I wonder how they managed that


URL?

--
All free men, wherever they may live, are citizens of Denmark.
And therefore, as a free man, I take pride in the words "Jeg er dansker!"

Mar 15 '06 #17
Andreas Prilop wrote:
On Wed, 15 Mar 2006, Harlan Messinger wrote:
I remember an Israeli web site,


URL?


Their own site's Hebrew pages seem to have disappeared, but here's an
example of a page generated by the same content management tool:

http://www.gal-dogs.co.il/Dev2Go.web?Anchor=Page7

EVERYTHING's backwards in Firefox.
Mar 15 '06 #18
On Wed, 15 Mar 2006, Harlan Messinger wrote:
http://www.gal-dogs.co.il/Dev2Go.web?Anchor=Page7


| <META NAME="GENERATOR" CONTENT="iDune Dev2Go">

Have you looked at the source?
I surrender! Sorry!

--
All free men, wherever they may live, are citizens of Denmark.
And therefore, as a free man, I take pride in the words "Jeg er dansker!"

Mar 15 '06 #19
On Wed, 15 Mar 2006, Andreas Prilop wrote:
On Wed, 15 Mar 2006, Harlan Messinger wrote:
http://www.gal-dogs.co.il/Dev2Go.web?Anchor=Page7


| <META NAME="GENERATOR" CONTENT="iDune Dev2Go">

Have you looked at the source?


What a sorry mess!

In the time that I'm prepared to devote to looking at this, I honestly
cannot work out just how this misguided author has contrived to
confuddle MSIE to the extent that it displays in the way that he
evidently intended it - this despite the fact that displaying RTL text
"to specification" is one of the subset of web-like activities that
MSIE /does/ seem to be capable of, when given a reasonable
opportunity.

"il.co.link.www", indeed :-{
Mar 15 '06 #20
In article <Xn*****************************@193.229.4.246>,
"Jukka K. Korpela" <jk******@cs.tut.fi> wrote:
In fact, an XHTML processor is not even required to
process external entity declarations, which means that it need not even
interpret "predefined" entity references like &alpha;.

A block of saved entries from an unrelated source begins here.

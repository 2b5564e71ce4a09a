// src/web/handlers/checkout_handlers.rs

use actix_web::{web, HttpResponse};
use serde::Deserialize;
use stepflow::{ContextData, PipelineResult};
use tracing::{info, instrument, warn};

use super::{html_ok, see_other};
use crate::errors::AppError;
use crate::pipelines::contexts::{CheckoutCtxData, ProviderAttempt};
use crate::services::orders;
use crate::state::AppState;
use crate::web::session::CartSession;
use crate::web::views;

#[derive(Deserialize, Debug, Default)]
pub struct CheckoutSuccessQuery {
  pub session_id: Option<String>,
}

#[instrument(name = "handler::start_checkout", skip(app_state, session), fields(session_id = %session.id))]
pub async fn start_checkout_handler(
  app_state: web::Data<AppState>,
  session: CartSession,
) -> Result<HttpResponse, AppError> {
  let ctx = ContextData::new(CheckoutCtxData::new(app_state.get_ref().clone(), session.id));

  match app_state.flows.run(ctx.clone()).await? {
    PipelineResult::Stopped => {
      info!("Nothing to check out, back to the cart.");
      session.attach(&app_state.config, see_other("/cart"))
    }
    PipelineResult::Completed => {
      let (attempt, summary) = {
        let guard = ctx.read();
        (guard.provider_attempt.clone(), guard.summary.clone())
      };
      match attempt {
        ProviderAttempt::Redirect { url, .. } => session.attach(&app_state.config, see_other(&url)),
        ProviderAttempt::NotConfigured | ProviderAttempt::Failed { .. } => {
          let summary = summary.ok_or_else(|| {
            warn!("Checkout completed without an order summary.");
            AppError::Internal("Checkout completed, but the order summary is unavailable.".to_string())
          })?;
          info!(order_id = summary.order_id, "Simulated checkout completed.");
          session.attach(&app_state.config, html_ok(views::checkout_success_page(&summary)))
        }
      }
    }
  }
}

/// Landing page after the hosted checkout, also reachable after a simulated one.
#[instrument(name = "handler::checkout_success", skip(app_state, session), fields(session_id = %session.id))]
pub async fn checkout_success_handler(
  app_state: web::Data<AppState>,
  query: web::Query<CheckoutSuccessQuery>,
  session: CartSession,
) -> Result<HttpResponse, AppError> {
  let last_order = if session.is_new {
    None
  } else {
    app_state
      .sessions
      .get(&session.id)
      .await?
      .and_then(|state| state.last_order)
  };
  let Some(summary) = last_order else {
    return session.attach(&app_state.config, see_other("/"));
  };

  if let (Some(expected), Some(returned)) = (&summary.provider_session_id, &query.session_id) {
    if expected != returned {
      warn!(order_id = summary.order_id, "Provider session id does not match the last order.");
      return Err(AppError::Validation(
        "This payment confirmation does not belong to your order.".to_string(),
      ));
    }
  }

  if orders::mark_paid(&app_state.db_pool, summary.order_id).await? {
    info!(order_id = summary.order_id, "Order confirmed as paid.");
  }
  session.attach(&app_state.config, html_ok(views::checkout_success_page(&summary)))
}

The predefined entities are: &lt;, &gt;, &amp;, &quot; and &apos;.

&alpha; is not predefined. It is just defined in the XHTML DTDs.

--
Henri Sivonen
hs******@iki.fi
http://hsivonen.iki.fi/
Mozilla Web Author FAQ: http://mozilla.org/docs/web-developer/faq.html
Mar 16 '06 #21
On Wed, 15 Mar 2006, Alan J. Flavell wrote:
| <META NAME="GENERATOR" CONTENT="iDune Dev2Go">
Have you looked at the source?


What a sorry mess!


This mess comes from http://www.idune.com/ .

--
All free men, wherever they may live, are citizens of Denmark.
And therefore, as a free man, I take pride in the words "Jeg er dansker!"

Mar 16 '06 #22
On Thu, 16 Mar 2006, Andreas Prilop wrote:
This mess comes from http://www.idune.com/ .

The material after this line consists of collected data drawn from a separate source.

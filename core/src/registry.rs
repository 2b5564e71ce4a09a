// src/registry.rs

//! `Registry<E>`: pipelines keyed by their context type.
//!
//! Request handlers only need the registry and a context value; the matching
//! pipeline is looked up by `TypeId` of the context data.

use crate::core::context_data::ContextData;
use crate::core::control::PipelineResult;
use crate::error::FlowError;
use crate::pipeline::definition::Pipeline;

use async_trait::async_trait;
use parking_lot::RwLock;
use std::any::{Any, TypeId};
use std::collections::HashMap;
use std::marker::PhantomData;
use std::sync::Arc;
use tracing::{event, Level};

#[async_trait]
trait ErasedRunner<AppErr>: Send + Sync
where
  AppErr: std::error::Error + Send + Sync + 'static,
{
  /// `ctx_obj` holds a `ContextData<TData>` for the runner's own `TData`.
  async fn run_erased(&self, ctx_obj: Box<dyn Any + Send>) -> Result<PipelineResult, AppErr>;
}

struct TypedRunner<TData, HandlerErr, AppErr>
where
  TData: 'static + Send + Sync,
  HandlerErr: std::error::Error + From<FlowError> + Send + Sync + 'static,
{
  pipeline: Pipeline<TData, HandlerErr>,
  _app_err: PhantomData<fn() -> AppErr>,
}

#[async_trait]
impl<TData, HandlerErr, AppErr> ErasedRunner<AppErr> for TypedRunner<TData, HandlerErr, AppErr>
where
  TData: 'static + Send + Sync,
  HandlerErr: std::error::Error + From<FlowError> + Send + Sync + 'static,
  AppErr: std::error::Error + From<HandlerErr> + From<FlowError> + Send + Sync + 'static,
{
  async fn run_erased(&self, ctx_obj: Box<dyn Any + Send>) -> Result<PipelineResult, AppErr> {
    let ctx_data = match ctx_obj.downcast::<ContextData<TData>>() {
      Ok(boxed) => *boxed,
      Err(_) => {
        let expected_type = std::any::type_name::<ContextData<TData>>().to_string();
        event!(Level::ERROR, %expected_type, "Context object type mismatch in registry dispatch.");
        return Err(AppErr::from(FlowError::TypeMismatch { expected_type }));
      }
    };
    self.pipeline.run(ctx_data).await.map_err(AppErr::from)
  }
}

/// Holds one pipeline per context type and runs them on demand.
///
/// `AppErr` is the error type returned by [`Registry::run`]; it must be buildable
/// from every registered pipeline's handler error and from [`FlowError`].
pub struct Registry<AppErr = FlowError>
where
  AppErr: std::error::Error + From<FlowError> + Send + Sync + 'static,
{
  runners: RwLock<HashMap<TypeId, Arc<dyn ErasedRunner<AppErr>>>>,
}

impl<AppErr> Registry<AppErr>
where
  AppErr: std::error::Error + From<FlowError> + Send + Sync + 'static,
{
  pub fn new() -> Self {
    Self {
      runners: RwLock::new(HashMap::new()),
    }
  }

  /// Registers `pipeline` for its context type, replacing any previous one.
  pub fn register_pipeline<TData, HandlerErr>(&self, pipeline: Pipeline<TData, HandlerErr>)
  where
    TData: 'static + Send + Sync,
    HandlerErr: std::error::Error + From<FlowError> + Send + Sync + 'static,
    AppErr: From<HandlerErr>,
  {
    event!(
      Level::DEBUG,
      context_type = %std::any::type_name::<TData>(),
      steps = ?pipeline.step_names(),
      "Registering pipeline."
    );
    let runner = TypedRunner::<TData, HandlerErr, AppErr> {
      pipeline,
      _app_err: PhantomData,
    };
    self.runners.write().insert(TypeId::of::<TData>(), Arc::new(runner));
  }

  pub fn is_registered<TData: 'static + Send + Sync>(&self) -> bool {
    self.runners.read().contains_key(&TypeId::of::<TData>())
  }

  /// Runs the pipeline registered for `TData`. The caller keeps its own clone of
  /// `ctx_data` to read results after the run.
  pub async fn run<TData>(&self, ctx_data: ContextData<TData>) -> Result<PipelineResult, AppErr>
  where
    TData: 'static + Send + Sync,
  {
    let runner = self.runners.read().get(&TypeId::of::<TData>()).cloned();
    let Some(runner) = runner else {
      let type_name = std::any::type_name::<TData>().to_string();
      event!(Level::ERROR, %type_name, "No pipeline registered for context type.");
      return Err(AppErr::from(FlowError::NotRegistered { type_name }));
    };
    runner.run_erased(Box::new(ctx_data)).await
  }
}

impl<AppErr> Default for Registry<AppErr>
where
  AppErr: std::error::Error + From<FlowError> + Send + Sync + 'static,
{
  fn default() -> Self {
    Self::new()
  }
}
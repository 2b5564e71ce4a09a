// src/pipeline/hooks.rs

//! Registration of `before`, `on` and `after` handlers.
//!
//! A handler may return any error convertible into the pipeline's `Err`, so step
//! code can use a narrower error type (or `FlowError`) and still compose.

use crate::core::context::Handler;
use crate::core::context_data::ContextData;
use crate::core::control::PipelineControl;
use crate::error::FlowError;
use crate::pipeline::definition::Pipeline;
use std::collections::HashMap;
use std::future::Future;

impl<TData, Err> Pipeline<TData, Err>
where
  TData: 'static + Send + Sync,
  Err: std::error::Error + From<FlowError> + Send + Sync + 'static,
{
  pub fn before_root<F, HandlerErr>(
    &mut self,
    step_name: &str,
    handler_fn: impl Fn(ContextData<TData>) -> F + Send + Sync + 'static,
  ) where
    F: Future<Output = Result<PipelineControl, HandlerErr>> + Send + 'static,
    HandlerErr: Into<Err> + Send + Sync + 'static,
  {
    self.ensure_step_exists(step_name);
    push_handler(&mut self.before, step_name, handler_fn);
  }

  pub fn on_root<F, HandlerErr>(
    &mut self,
    step_name: &str,
    handler_fn: impl Fn(ContextData<TData>) -> F + Send + Sync + 'static,
  ) where
    F: Future<Output = Result<PipelineControl, HandlerErr>> + Send + 'static,
    HandlerErr: Into<Err> + Send + Sync + 'static,
  {
    self.ensure_step_exists(step_name);
    push_handler(&mut self.on, step_name, handler_fn);
  }

  pub fn after_root<F, HandlerErr>(
    &mut self,
    step_name: &str,
    handler_fn: impl Fn(ContextData<TData>) -> F + Send + Sync + 'static,
  ) where
    F: Future<Output = Result<PipelineControl, HandlerErr>> + Send + 'static,
    HandlerErr: Into<Err> + Send + Sync + 'static,
  {
    self.ensure_step_exists(step_name);
    push_handler(&mut self.after, step_name, handler_fn);
  }
}

fn push_handler<TData, Err, F, HandlerErr>(
  phase: &mut HashMap<String, Vec<Handler<TData, Err>>>,
  step_name: &str,
  handler_fn: impl Fn(ContextData<TData>) -> F + Send + Sync + 'static,
) where
  TData: 'static + Send + Sync,
  Err: 'static,
  F: Future<Output = Result<PipelineControl, HandlerErr>> + Send + 'static,
  HandlerErr: Into<Err> + Send + Sync + 'static,
{
  let boxed: Handler<TData, Err> = Box::new(move |ctx_data| {
    let fut = handler_fn(ctx_data);
    Box::pin(async move { fut.await.map_err(Into::into) })
  });
  phase.entry(step_name.to_string()).or_default().push(boxed);
}
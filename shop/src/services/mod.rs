// src/services/mod.rs

//! Storage access and outbound integrations used by handlers and pipelines.

pub mod cart_service;
pub mod catalog;
pub mod orders;
pub mod payment;
pub mod sessions;
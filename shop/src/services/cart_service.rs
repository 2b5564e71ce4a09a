// src/services/cart_service.rs

use crate::errors::Result;
use crate::models::{Cart, Product};
use crate::services::catalog;
use crate::services::sessions::{SessionId, SessionStore};
use rust_decimal::Decimal;
use sqlx::SqlitePool;
use std::collections::HashMap;
use tracing::{info, instrument};

#[derive(Debug, Clone, PartialEq, Eq)]
pub struct CartLine {
  pub product: Product,
  pub quantity: u32,
  pub line_total: Decimal,
}

/// A cart joined with catalog data. Computed on every read, never stored.
#[derive(Debug, Clone, Default, PartialEq, Eq)]
pub struct CartView {
  pub lines: Vec<CartLine>,
  pub subtotal: Decimal,
  pub item_count: u32,
}

impl CartView {
  pub fn is_empty(&self) -> bool {
    self.lines.is_empty()
  }
}

/// Joins `cart` with `products`, keeping cart order. Lines whose product is
/// missing from `products` are left out.
pub fn build_cart_view(cart: &Cart, products: &[Product]) -> CartView {
  let by_id: HashMap<i64, &Product> = products.iter().map(|p| (p.id, p)).collect();
  let mut view = CartView::default();
  for entry in cart.entries() {
    let Some(product) = by_id.get(&entry.product_id) else {
      continue;
    };
    let line_total = product.price() * Decimal::from(entry.quantity);
    view.subtotal += line_total;
    view.item_count += entry.quantity;
    view.lines.push(CartLine {
      product: (*product).clone(),
      quantity: entry.quantity,
      line_total,
    });
  }
  view
}

/// Loads the session's cart and prices it. Unknown sessions yield an empty view.
#[instrument(name = "cart::view", skip(pool, sessions), fields(session_id = %session_id))]
pub async fn view_cart(pool: &SqlitePool, sessions: &dyn SessionStore, session_id: &SessionId) -> Result<CartView> {
  let cart = sessions.get(session_id).await?.unwrap_or_default().cart;
  if cart.is_empty() {
    return Ok(CartView::default());
  }
  let products = catalog::products_by_ids(pool, &cart.product_ids()).await?;
  Ok(build_cart_view(&cart, &products))
}

/// Removes up to `quantity` units of `product_id`; absent products are a no-op.
#[instrument(name = "cart::remove_item", skip(sessions), fields(session_id = %session_id))]
pub async fn remove_item(
  sessions: &dyn SessionStore,
  session_id: &SessionId,
  product_id: i64,
  quantity: u32,
) -> Result<u32> {
  let Some(mut state) = sessions.get(session_id).await? else {
    return Ok(0);
  };
  if state.cart.quantity_of(product_id) == 0 {
    return Ok(0);
  }
  let remaining = state.cart.remove(product_id, quantity);
  sessions.set(session_id, state).await?;
  info!(product_id, remaining, "Cart line reduced.");
  Ok(remaining)
}

#[instrument(name = "cart::clear", skip(sessions), fields(session_id = %session_id))]
pub async fn clear_cart(sessions: &dyn SessionStore, session_id: &SessionId) -> Result<()> {
  let Some(mut state) = sessions.get(session_id).await? else {
    return Ok(());
  };
  if state.cart.is_empty() {
    return Ok(());
  }
  state.cart.clear();
  sessions.set(session_id, state).await?;
  info!("Cart cleared.");
  Ok(())
}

Hmmm, see that broken image icon[1]. If I ask the browser to view the
image (N.B *image*) then it attempts to retrieve the URL

http://www.idune.com/iDuneDownload.d...chor=&ext=.gif

The server HTTP response appears to be:

HTTP/1.1 200 OK
Server: Microsoft-IIS/5.0
Date: Thu, 16 Mar 2006 16:12:39 GMT
i.e it claims that the transaction was conducted to HTTP/1.1 protocol
and was successful - *but* there is no HTTP Content-type header.

The response body appears to be quasi-HTML - not an image at all,
which says (modulo linebreaks):

<HTML><BODY>The reason can be one of the following:<BR>* File not
found.<BR>* Access is denied.<BR>* Session was lost (in this case,
return to the web site and then click on the file again).<BR>*
Other...<BR></BODY></HTML>

Just how many web standards did that break, in total?

And then there's their white text displayed on my default background
colour (which *could* well have been white).

And that's before we even *start* on the previously reported real
problem :-(

I'll bet they make *lots* of money.
[1] Oh, the reason for the broken images is doubtless that I routinely
reject cookies when I'm offered no explanation of what benefit I'm
going to get from them.
Mar 16 '06 #23
On Thu, 16 Mar 2006, Henri Sivonen wrote:
"Jukka K. Korpela" <jk******@cs.tut.fi> wrote:
In fact, an XHTML processor is not even required to process
external entity declarations, which means that it need not even
interpret "predefined" entity references like &alpha;.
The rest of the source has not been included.